Atox Bio’s co-founders elucidated the role of the CD28 dimer interface as a novel therapeutic target in the co-stimulatory process. Defining this functional domain allowed the company to target the critical co-stimulatory pathway in a completely new way and modulate multiple components of the inflammatory response using rationally designed short peptides, 8 to 12 amino acids in length. Modulating, but not inhibiting, the co-stimulatory response significantly improves the host’s ability to effectively fight the infection. It also reduces the tissue damage caused to key organs during acute inflammatory situation such as severe infections or ischemia/reperfusion injuries as well as in chronic inflammatory diseases. Atox Bio is implementing this novel mode of action into a unique approach to treating infectious diseases by targeting the host immune system, rather than the pathogen, thereby providing solution for bacterial infections with broad-spectrum coverage, independent of pathogen type and eliminating the risk of drug resistance.

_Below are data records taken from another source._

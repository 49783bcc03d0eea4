//! Three-level drive speed ladder.
//!
//! The driver steps between `Min`, `Med` and `Max` with two buttons. The ladder
//! saturates at both ends and starts at `Med`.

use serde::{Deserialize, Serialize};

/// Speed scale for each ladder rung, each in `(0, 1]`.
#[derive(Debug, Clone, Copy, PartialEq, Serialize, Deserialize)]
#[serde(default)]
pub struct SpeedLevels {
    pub min: f64,
    pub med: f64,
    pub max: f64,
}

impl Default for SpeedLevels {
    fn default() -> Self {
        Self {
            min: 0.25,
            med: 0.5,
            max: 1.0,
        }
    }
}

#[derive(Debug, Clone, Copy, PartialEq, Eq, Default, Serialize, Deserialize)]
#[serde(rename_all = "snake_case")]
pub enum SpeedLevel {
    Min,
    #[default]
    Med,
    Max,
}

impl SpeedLevel {
    pub const fn up(self) -> Self {
        match self {
            SpeedLevel::Min => SpeedLevel::Med,
            SpeedLevel::Med | SpeedLevel::Max => SpeedLevel::Max,
        }
    }

    pub const fn down(self) -> Self {
        match self {
            SpeedLevel::Max => SpeedLevel::Med,
            SpeedLevel::Med | SpeedLevel::Min => SpeedLevel::Min,
        }
    }
}

#[derive(Debug, Clone, Copy, PartialEq)]
pub struct SpeedLadder {
    levels: SpeedLevels,
    current: SpeedLevel,
}

impl SpeedLadder {
    /// A ladder at `Med`.
    pub fn new(levels: SpeedLevels) -> Self {
        Self {
            levels,
            current: SpeedLevel::Med,
        }
    }

    /// Restore a ladder from a raw speed scale.
    ///
    /// A value that matches none of the configured levels recovers to `Med`.
    pub fn resume(
        levels: SpeedLevels,
        raw: f64,
    ) -> Self {
        let current = if raw == levels.min {
            SpeedLevel::Min
        } else if raw == levels.med {
            SpeedLevel::Med
        } else if raw == levels.max {
            SpeedLevel::Max
        } else {
            tracing::warn!(raw, "unknown drive speed, recovering to medium");
            SpeedLevel::Med
        };
        Self { levels, current }
    }

    pub fn level(&self) -> SpeedLevel {
        self.current
    }

    /// Active speed scale.
    pub fn scale(&self) -> f64 {
        match self.current {
            SpeedLevel::Min => self.levels.min,
            SpeedLevel::Med => self.levels.med,
            SpeedLevel::Max => self.levels.max,
        }
    }

    /// Apply one cycle's button edges and return the resulting level.
    ///
    /// Pressing both in the same cycle is ignored.
    pub fn update(
        &mut self,
        increase: bool,
        decrease: bool,
    ) -> SpeedLevel {
        let next = match (increase, decrease) {
            (true, false) => self.current.up(),
            (false, true) => self.current.down(),
            (true, true) => {
                tracing::debug!("speed up and down pressed together, ignoring");
                self.current
            }
            (false, false) => self.current,
        };
        if next != self.current {
            tracing::debug!(from = ?self.current, to = ?next, "drive speed changed");
            self.current = next;
        }
        self.current
    }
}

#[cfg(test)]
mod tests {
    use super::*;

    fn ladder() -> SpeedLadder {
        SpeedLadder::new(SpeedLevels::default())
    }

    #[test]
    fn starts_at_medium() {
        let l = ladder();
        assert_eq!(l.level(), SpeedLevel::Med);
        assert_eq!(l.scale(), 0.5);
    }

    #[test]
    fn up_then_down_returns_to_medium() {
        let mut l = ladder();
        assert_eq!(l.update(true, false), SpeedLevel::Max);
        assert_eq!(l.update(false, true), SpeedLevel::Med);
    }

    #[test]
    fn saturates_at_both_ends() {
        let mut l = ladder();
        l.update(false, true);
        assert_eq!(l.update(false, true), SpeedLevel::Min);
        assert_eq!(l.scale(), 0.25);

        l.update(true, false);
        l.update(true, false);
        assert_eq!(l.update(true, false), SpeedLevel::Max);
        assert_eq!(l.scale(), 1.0);
    }

    #[test]
    fn simultaneous_edges_are_ignored() {
        for start in [0.25, 0.5, 1.0] {
            let mut l = SpeedLadder::resume(SpeedLevels::default(), start);
            let before = l.level();
            assert_eq!(l.update(true, true), before);
        }
    }

    #[test]
    fn no_edges_is_a_no_op() {
        let mut l = ladder();
        assert_eq!(l.update(false, false), SpeedLevel::Med);
    }

    #[test]
    fn unknown_raw_speed_recovers_to_medium() {
        let l = SpeedLadder::resume(SpeedLevels::default(), 0.8);
        assert_eq!(l.level(), SpeedLevel::Med);
        let l = SpeedLadder::resume(SpeedLevels::default(), 0.25);
        assert_eq!(l.level(), SpeedLevel::Min);
    }
}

The peptides provide protection from superantigen toxins and lethal bacterial infections in experimental models of a wide range of bacterial pathogens (gram positive, gram negative and polymicrobial infections), and block symptoms of disease in models of inflammatory/autoimmune diseases. The uniqueness of Atox Bio's technology is in attenuating multiple pathways responsible for the deregulated inflammatory response, commonly the cause of pathology and organ failure in infectious and inflammatory diseases.
AB103: Lead product
This unique technology generated AB103, Atox Bio’s lead product. Under an IND approved in June 2010, AB103 has successfully completed a phase 1 clinical study. The phase 1 was a double blind, placebo controlled, study that included 25 healthy volunteers receiving escalating single doses of AB103. The study was conducted at the University of Maryland in Baltimore, US. AB103 was safe and well tolerated without any significant drug-related adverse events. The clinical indications for which AB103 is initially being developed include (i) necrotizing soft tissue infections (NSTI) for which it has received an Orphan Drug Designation from the FDA in October 2011 and (ii) severe intra-abdominal infections. A phase 2 study was initiated in Decenber 2011. The phase 2 evaluates AB103 in up to 56 patients with NSTI. Patients receive one of two doses of AB103 in addition to standard of care. The study is conducted at 7 leading surgical trauma centers in the US.